Across the records below, how many lines include the string "color"? State the number and nothing more.

RECORDS PROVIDED:

((

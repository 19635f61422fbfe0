//! HSL color helpers shared by the particle pool and the snow field.

use glam::Vec3;

/// Convert an HSL color to linear RGB.
///
/// `hue` wraps into [0, 1); `saturation` and `lightness` are clamped to [0, 1].
pub fn hsl_to_rgb(hue: f32, saturation: f32, lightness: f32) -> Vec3 {
    let h = hue.rem_euclid(1.0);
    let s = saturation.clamp(0.0, 1.0);
    let l = lightness.clamp(0.0, 1.0);

    if s <= 0.0 {
        return Vec3::splat(l);
    }

    let q = if l < 0.5 { l * (1.0 + s) } else { l + s - l * s };
    let p = 2.0 * l - q;

    Vec3::new(
        hue_to_channel(p, q, h + 1.0 / 3.0),
        hue_to_channel(p, q, h),
        hue_to_channel(p, q, h - 1.0 / 3.0),
    )
}

fn hue_to_channel(p: f32, q: f32, t: f32) -> f32 {
    let t = t.rem_euclid(1.0);
    if t < 1.0 / 6.0 {
        p + (q - p) * 6.0 * t
    } else if t < 0.5 {
        q
    } else if t < 2.0 / 3.0 {
        p + (q - p) * (2.0 / 3.0 - t) * 6.0
    } else {
        p
    }
}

))

REPLY TO THE EXERCISE:
2